Меня пригласил руководитель администрации президента Сергей Александрович Филатов. Скоро я получил проект распоряжения президента о создании специальной рабочей группы для изучения проблем, связанных с институтом помилования. А еще через некоторое время проект президентского распоряжения неожиданно был отозван. Уж не знаю, кто, но Филатову объяснили, что с помилованием у нас в стране все в порядке, менять ничего не следует.

Узнав, что Филатов отозвал проект президентского распоряжения, я понял, что оставаться в комиссии мне уже нет никакого смысла, и я из нее вышел. Вместе со мной оставил комиссию известный правозащитник, друг С. А. Ковалева — Михаил Михайлович Молоствов.

Так закончилась для меня эта история. Однако пути Господни неисповедимы. Тесная дружба Приставкина с чиновником, когда-то попортившим мне немало крови, тоже обернулась, в результате, их громкой ссорой.
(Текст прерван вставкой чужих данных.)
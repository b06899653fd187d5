//! Leg color resolution.

use super::prefs::ColorMode;

/// Color used for every leg in brand mode and as the trip-mode fallback.
pub const BRAND_COLOR: &str = "#2563eb";

const THEME_TOKENS: [(&str, &str); 6] = [
    ("ocean", "#0ea5e9"),
    ("forest", "#16a34a"),
    ("sunset", "#f97316"),
    ("berry", "#c026d3"),
    ("slate", "#475569"),
    ("sand", "#d6a35c"),
];

/// Resolve a leg color as lowercase `#rrggbb`.
pub fn leg_color(mode: ColorMode, authored: Option<&str>) -> String {
    match mode {
        ColorMode::Brand => BRAND_COLOR.to_string(),
        ColorMode::Trip => authored
            .and_then(parse_color)
            .unwrap_or_else(|| BRAND_COLOR.to_string()),
    }
}

/// Parse `#rgb`, `#rrggbb`, `rgb(r, g, b)` or a theme token.
pub fn parse_color(raw: &str) -> Option<String> {
    let s = raw.trim().to_ascii_lowercase();

    if let Some(hex) = s.strip_prefix('#') {
        if !hex.chars().all(|c| c.is_ascii_hexdigit()) {
            return None;
        }
        return match hex.len() {
            3 => Some(hex.chars().fold(String::from("#"), |mut acc, c| {
                acc.push(c);
                acc.push(c);
                acc
            })),
            6 => Some(format!("#{hex}")),
            _ => None,
        };
    }

    if let Some(body) = s.strip_prefix("rgb(").and_then(|b| b.strip_suffix(')')) {
        let channels: Vec<u8> = body
            .split(',')
            .map(|c| c.trim().parse::<u8>().ok())
            .collect::<Option<_>>()?;
        let [r, g, b] = channels.as_slice() else {
            return None;
        };
        return Some(format!("#{r:02x}{g:02x}{b:02x}"));
    }

    THEME_TOKENS
        .iter()
        .find(|(token, _)| *token == s)
        .map(|(_, hex)| (*hex).to_string())
}

/// `#rrggbb` to the static map API's `0xrrggbb` form.
pub fn to_map_color(hex: &str) -> String {
    format!("0x{}", hex.trim_start_matches('#'))
}
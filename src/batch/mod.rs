//! Batch build: pre-render every share card and reconcile the manifest.
//!
//! ```text
//! Enumerating ─► Diffing ─► Rendering ─► Reconciling ─► Done
//!   catalog ×      digest     worker pool   merge (filtered)
//!   locales        vs files   + asset srv   replace (full)
//! ```

mod filters;
mod phase;
mod plan;
mod pool;
mod targets;

pub use filters::TargetFilter;
pub use phase::Phase;
pub use plan::{diff, fingerprint};
pub use targets::{Target, enumerate};

use std::fs;

use anyhow::{Context, Result};

use crate::{
    cache::{self, ManifestFile},
    config::SiteConfig,
    content::ContentCatalog,
    core, debug, log,
    render::Compositor,
    server::AssetServer,
};

/// Counts reported at the end of a build.
#[derive(Debug, Clone, Copy, Default, PartialEq, Eq)]
pub struct BuildReport {
    pub targets: usize,
    pub wrote: usize,
    pub reused: usize,
    pub removed: usize,
}

/// Tracks the current phase and logs transitions.
struct Progress(Phase);

impl Progress {
    fn advance(&mut self) {
        if self.0.is_terminal() {
            return;
        }
        self.0 = self.0.next();
        debug!("build"; "phase: {}", self.0);
    }

    fn fail(&mut self) {
        self.0 = Phase::Failed;
        debug!("build"; "phase: {}", self.0);
    }
}

/// Run a batch build.
///
/// `make_compositor` receives the local asset server's origin. Any render
/// failure aborts the build before the manifest is touched.
pub fn run<F>(
    config: &SiteConfig,
    catalog: &ContentCatalog,
    filter: &TargetFilter,
    make_compositor: F,
) -> Result<BuildReport>
where
    F: FnOnce(&str) -> Result<Box<dyn Compositor>>,
{
    let mut phase = Progress(Phase::Idle);
    let result = run_phases(config, catalog, filter, make_compositor, &mut phase);
    if result.is_err() {
        phase.fail();
    }
    result
}

fn run_phases<F>(
    config: &SiteConfig,
    catalog: &ContentCatalog,
    filter: &TargetFilter,
    make_compositor: F,
    phase: &mut Progress,
) -> Result<BuildReport>
where
    F: FnOnce(&str) -> Result<Box<dyn Compositor>>,
{
    phase.advance();
    let targets: Vec<Target> = enumerate(config, catalog)
        .into_iter()
        .filter(|t| filter.matches(t))
        .collect();
    log!("build"; "{} target{}", targets.len(), crate::utils::fmt::plural_s(targets.len()));

    phase.advance();
    let plan = diff(&targets, config);
    debug!("build"; "{} to render, {} reused", plan.tasks.len(), plan.reused);

    phase.advance();
    let output = &config.build.output;
    fs::create_dir_all(output)
        .with_context(|| format!("failed to create `{}`", output.display()))?;

    let server = AssetServer::start(&config.build.assets_root)?;
    let wrote = {
        let compositor = make_compositor(&server.origin())?;
        core::begin_work();
        let result = pool::run(&plan.tasks, config.build.workers(), compositor.as_ref(), output);
        core::end_work();
        result
    };
    server.shutdown();
    let wrote = wrote?;

    phase.advance();
    let manifest_path = &config.build.manifest;
    let reconciled = if filter.is_empty() {
        cache::replace(plan.entries, output)
    } else {
        let previous = ManifestFile::load(manifest_path)?;
        cache::merge(previous.as_ref(), plan.entries, output)
    }
    .with_context(|| format!("failed to reconcile `{}`", output.display()))?;

    ManifestFile::new(reconciled.entries).write(manifest_path)?;
    phase.advance();

    Ok(BuildReport {
        targets: targets.len(),
        wrote,
        reused: plan.reused,
        removed: reconciled.removed,
    })
}
//! URL to filesystem path resolution.

use std::path::{Path, PathBuf};

/// Resolve a request URL to a file under `serve_root`.
///
/// Only regular files are served. Anything that escapes the root after
/// decoding or symlink resolution is rejected.
pub fn resolve_path(url: &str, serve_root: &Path) -> Option<PathBuf> {
    let clean = normalize_url(url);

    if clean.is_empty() || clean.split('/').any(|seg| seg == "..") || clean.contains('\\') {
        return None;
    }

    let local = serve_root.join(&clean);

    let canonical = local.canonicalize().ok()?;
    let root_canonical = serve_root.canonicalize().ok()?;

    if !canonical.starts_with(&root_canonical) {
        return None;
    }

    canonical.is_file().then_some(canonical)
}

/// Normalize URL: decode, strip query string, trim slashes
fn normalize_url(url: &str) -> String {
    use percent_encoding::percent_decode_str;
    let path = url.split(['?', '#']).next().unwrap_or(url);
    let decoded = percent_decode_str(path)
        .decode_utf8()
        .map(std::borrow::Cow::into_owned)
        .unwrap_or_default();

    decoded.trim_matches('/').to_string()
}
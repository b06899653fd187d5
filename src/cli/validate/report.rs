//! Validation report types and formatting.

use std::collections::BTreeMap;
use std::fmt;

use owo_colors::OwoColorize;

use crate::utils::fmt::plural_s;

/// A single validation error
#[derive(Debug, Clone, PartialEq, Eq)]
pub struct ValidationError {
    /// Route key or file the problem is about.
    pub target: String,
    /// Error reason/message.
    pub reason: String,
}

/// Report section
#[derive(Debug, Clone, Copy, PartialEq, Eq, PartialOrd, Ord)]
pub enum Section {
    /// Manifest presence, shape and revision
    Manifest,
    /// Route keys missing from or unexpected in the manifest
    Routes,
    /// Digests that differ from a fresh computation
    Digests,
    /// Referenced files missing on disk
    Assets,
}

impl Section {
    fn name(self) -> &'static str {
        match self {
            Self::Manifest => "manifest",
            Self::Routes => "routes",
            Self::Digests => "digests",
            Self::Assets => "assets",
        }
    }
}

/// All problems found, grouped by section
#[derive(Debug, Default)]
pub struct ValidationReport {
    sections: BTreeMap<Section, Vec<ValidationError>>,
}

impl ValidationReport {
    pub fn add(&mut self, section: Section, target: impl Into<String>, reason: impl Into<String>) {
        self.sections.entry(section).or_default().push(ValidationError {
            target: target.into(),
            reason: reason.into(),
        });
    }

    pub fn errors(&self, section: Section) -> &[ValidationError] {
        self.sections.get(&section).map(Vec::as_slice).unwrap_or_default()
    }

    pub fn error_count(&self) -> usize {
        self.sections.values().map(Vec::len).sum()
    }

    pub fn is_ok(&self) -> bool {
        self.error_count() == 0
    }

    /// Print the full report to stderr.
    pub fn print(&self) {
        for (section, errors) in &self.sections {
            eprintln!();
            eprintln!(
                "{} {}",
                section.name().red().bold(),
                format!("({} error{})", errors.len(), plural_s(errors.len())).dimmed()
            );
            for e in errors {
                if e.reason.is_empty() {
                    eprintln!("{} {}", "→".red(), e.target);
                } else {
                    eprintln!("{} {} {}", "→".red(), e.target.cyan(), e.reason);
                }
            }
        }
    }
}

impl fmt::Display for ValidationReport {
    fn fmt(&self, f: &mut fmt::Formatter<'_>) -> fmt::Result {
        let total = self.error_count();
        if total == 0 {
            write!(f, "{}", "all checks passed".green())
        } else {
            write!(
                f,
                "{} {}",
                format!("{total} problem{}", plural_s(total)).red().bold(),
                format!("in {} section{}", self.sections.len(), plural_s(self.sections.len())).dimmed()
            )
        }
    }
}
Что-то они не поделили, в чем-то крепко разошлись, Приставкин стал поносить его на всех углах и добился в конце концов, чтобы того убрали.

Впрочем, и с Мальгиным отношения у него сложились совсем не безоблачные. В той самой, опубликованной в «Дне литературы» переписке с Есиным («мы не антисемиты»), Мальгин сетует на то, что Есин проболтался о весьма нелестных отзывах Мальгина о Приставкине. «А семья Прис-киных, — прозрачно камуфлирует он фамилию, — очень опасная и коварная сила, которая в самый неожиданный момент может отыграться».

Скоро на книжных прилавках появилась и скандальная книжка Мальгина, герой которой назван, чтобы читатель уж никак не мог ошибиться, Игнатием Присядкиным. Отпустив все тормоза, автор не щадит здесь ни главного героя, ни жену его, ни даже пятнадцатилетнюю дочь, вываливает на них ушаты самой густой, черной грязи. И совершенно не тянет разбираться, есть ли в том пасквиле что-то списанное с натуры или здесь один сплошной вымысел, хочется поскорее отбросить дурно пахнущее произведение и почище вымыть руки.